## The task
Nothing in the records may be left out; restate them word for word.

## Input for this task
───

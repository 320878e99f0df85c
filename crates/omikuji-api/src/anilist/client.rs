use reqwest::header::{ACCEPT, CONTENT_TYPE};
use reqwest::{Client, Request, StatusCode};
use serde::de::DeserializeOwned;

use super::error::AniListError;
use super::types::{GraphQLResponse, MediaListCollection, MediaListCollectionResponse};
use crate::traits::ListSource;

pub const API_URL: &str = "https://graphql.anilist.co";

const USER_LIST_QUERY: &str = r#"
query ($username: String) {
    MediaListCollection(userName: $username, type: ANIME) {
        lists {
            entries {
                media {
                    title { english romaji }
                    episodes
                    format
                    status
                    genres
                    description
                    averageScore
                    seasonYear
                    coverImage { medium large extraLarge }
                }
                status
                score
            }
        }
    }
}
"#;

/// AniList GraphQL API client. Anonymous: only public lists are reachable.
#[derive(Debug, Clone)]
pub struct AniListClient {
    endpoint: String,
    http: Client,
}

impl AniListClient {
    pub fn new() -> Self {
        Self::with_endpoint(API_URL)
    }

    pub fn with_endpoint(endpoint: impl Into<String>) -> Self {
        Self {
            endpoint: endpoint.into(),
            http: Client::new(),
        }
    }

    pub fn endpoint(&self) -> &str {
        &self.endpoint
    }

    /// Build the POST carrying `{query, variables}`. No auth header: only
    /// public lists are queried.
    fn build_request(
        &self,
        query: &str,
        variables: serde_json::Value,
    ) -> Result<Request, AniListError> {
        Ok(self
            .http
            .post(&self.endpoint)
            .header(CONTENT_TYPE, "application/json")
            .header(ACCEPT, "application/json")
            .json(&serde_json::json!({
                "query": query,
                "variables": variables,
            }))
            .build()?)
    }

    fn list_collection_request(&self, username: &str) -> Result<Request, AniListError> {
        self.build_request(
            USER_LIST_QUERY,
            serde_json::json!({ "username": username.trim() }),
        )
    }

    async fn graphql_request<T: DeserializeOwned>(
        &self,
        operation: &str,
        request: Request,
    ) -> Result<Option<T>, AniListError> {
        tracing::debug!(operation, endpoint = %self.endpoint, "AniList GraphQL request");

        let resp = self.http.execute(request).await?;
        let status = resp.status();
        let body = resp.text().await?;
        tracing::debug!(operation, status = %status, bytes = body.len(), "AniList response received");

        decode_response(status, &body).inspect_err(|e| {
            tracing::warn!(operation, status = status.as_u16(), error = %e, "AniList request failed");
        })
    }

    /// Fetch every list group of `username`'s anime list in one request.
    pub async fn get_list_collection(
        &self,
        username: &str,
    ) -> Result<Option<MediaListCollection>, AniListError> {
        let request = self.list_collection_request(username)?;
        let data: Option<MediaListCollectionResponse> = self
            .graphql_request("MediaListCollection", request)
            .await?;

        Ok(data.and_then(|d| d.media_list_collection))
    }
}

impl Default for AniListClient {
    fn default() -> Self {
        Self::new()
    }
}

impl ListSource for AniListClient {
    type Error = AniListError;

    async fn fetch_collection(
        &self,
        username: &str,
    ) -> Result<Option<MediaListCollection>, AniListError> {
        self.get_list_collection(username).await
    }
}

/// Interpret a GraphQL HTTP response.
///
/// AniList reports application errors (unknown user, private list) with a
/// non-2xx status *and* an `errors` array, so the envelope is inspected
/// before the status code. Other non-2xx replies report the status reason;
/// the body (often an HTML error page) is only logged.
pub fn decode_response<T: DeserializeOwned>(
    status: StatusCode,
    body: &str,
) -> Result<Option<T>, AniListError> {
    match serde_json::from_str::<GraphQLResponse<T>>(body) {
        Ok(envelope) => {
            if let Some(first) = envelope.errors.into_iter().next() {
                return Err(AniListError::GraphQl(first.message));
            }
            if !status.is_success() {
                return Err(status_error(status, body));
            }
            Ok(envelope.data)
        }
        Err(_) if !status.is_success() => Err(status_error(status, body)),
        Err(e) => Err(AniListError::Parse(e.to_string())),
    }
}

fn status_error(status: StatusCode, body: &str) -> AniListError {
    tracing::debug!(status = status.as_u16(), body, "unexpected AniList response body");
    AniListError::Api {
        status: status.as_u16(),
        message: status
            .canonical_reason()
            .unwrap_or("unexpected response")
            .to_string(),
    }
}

───

## Output for this task
repository 320878e99f0df85c
filename crates/omikuji-api/src/anilist/client.rs
use reqwest::header::{ACCEPT, CONTENT_TYPE};
use reqwest::{Client, Request, StatusCode};
use serde::de::DeserializeOwned;

use super::error::AniListError;
use super::types::{GraphQLResponse, MediaListCollection, MediaListCollectionResponse};
use crate::traits::ListSource;

pub const API_URL: &str = "https://graphql.anilist.co";

const USER_LIST_QUERY: &str = r#"
query ($username: String) {
    MediaListCollection(userName: $username, type: ANIME) {
        lists {
            entries {
                media {
                    title { english romaji }
                    episodes
                    format
                    status
                    genres
                    description
                    averageScore
                    seasonYear
                    coverImage { medium large extraLarge }
                }
                status
                score
            }
        }
    }
}
"#;

/// AniList GraphQL API client. Anonymous: only public lists are reachable.
#[derive(Debug, Clone)]
pub struct AniListClient {
    endpoint: String,
    http: Client,
}

impl AniListClient {
    pub fn new() -> Self {
        Self::with_endpoint(API_URL)
    }

    pub fn with_endpoint(endpoint: impl Into<String>) -> Self {
        Self {
            endpoint: endpoint.into(),
            http: Client::new(),
        }
    }

    pub fn endpoint(&self) -> &str {
        &self.endpoint
    }

    /// Build the POST carrying `{query, variables}`. No auth header: only
    /// public lists are queried.
    fn build_request(
        &self,
        query: &str,
        variables: serde_json::Value,
    ) -> Result<Request, AniListError> {
        Ok(self
            .http
            .post(&self.endpoint)
            .header(CONTENT_TYPE, "application/json")
            .header(ACCEPT, "application/json")
            .json(&serde_json::json!({
                "query": query,
                "variables": variables,
            }))
            .build()?)
    }

    fn list_collection_request(&self, username: &str) -> Result<Request, AniListError> {
        self.build_request(
            USER_LIST_QUERY,
            serde_json::json!({ "username": username.trim() }),
        )
    }

    async fn graphql_request<T: DeserializeOwned>(
        &self,
        operation: &str,
        request: Request,
    ) -> Result<Option<T>, AniListError> {
        tracing::debug!(operation, endpoint = %self.endpoint, "AniList GraphQL request");

        let resp = self.http.execute(request).await?;
        let status = resp.status();
        let body = resp.text().await?;
        tracing::debug!(operation, status = %status, bytes = body.len(), "AniList response received");

        decode_response(status, &body).inspect_err(|e| {
            tracing::warn!(operation, status = status.as_u16(), error = %e, "AniList request failed");
        })
    }

    /// Fetch every list group of `username`'s anime list in one request.
    pub async fn get_list_collection(
        &self,
        username: &str,
    ) -> Result<Option<MediaListCollection>, AniListError> {
        let request = self.list_collection_request(username)?;
        let data: Option<MediaListCollectionResponse> = self
            .graphql_request("MediaListCollection", request)
            .await?;

        Ok(data.and_then(|d| d.media_list_collection))
    }
}

impl Default for AniListClient {
    fn default() -> Self {
        Self::new()
    }
}

impl ListSource for AniListClient {
    type Error = AniListError;

    async fn fetch_collection(
        &self,
        username: &str,
    ) -> Result<Option<MediaListCollection>, AniListError> {
        self.get_list_collection(username).await
    }
}

/// Interpret a GraphQL HTTP response.
///
/// AniList reports application errors (unknown user, private list) with a
/// non-2xx status *and* an `errors` array, so the envelope is inspected
/// before the status code. Other non-2xx replies report the status reason;
/// the body (often an HTML error page) is only logged.
pub fn decode_response<T: DeserializeOwned>(
    status: StatusCode,
    body: &str,
) -> Result<Option<T>, AniListError> {
    match serde_json::from_str::<GraphQLResponse<T>>(body) {
        Ok(envelope) => {
            if let Some(first) = envelope.errors.into_iter().next() {
                return Err(AniListError::GraphQl(first.message));
            }
            if !status.is_success() {
                return Err(status_error(status, body));
            }
            Ok(envelope.data)
        }
        Err(_) if !status.is_success() => Err(status_error(status, body)),
        Err(e) => Err(AniListError::Parse(e.to_string())),
    }
}

fn status_error(status: StatusCode, body: &str) -> AniListError {
    tracing::debug!(status = status.as_u16(), body, "unexpected AniList response body");
    AniListError::Api {
        status: status.as_u16(),
        message: status
            .canonical_reason()
            .unwrap_or("unexpected response")
            .to_string(),
    }
}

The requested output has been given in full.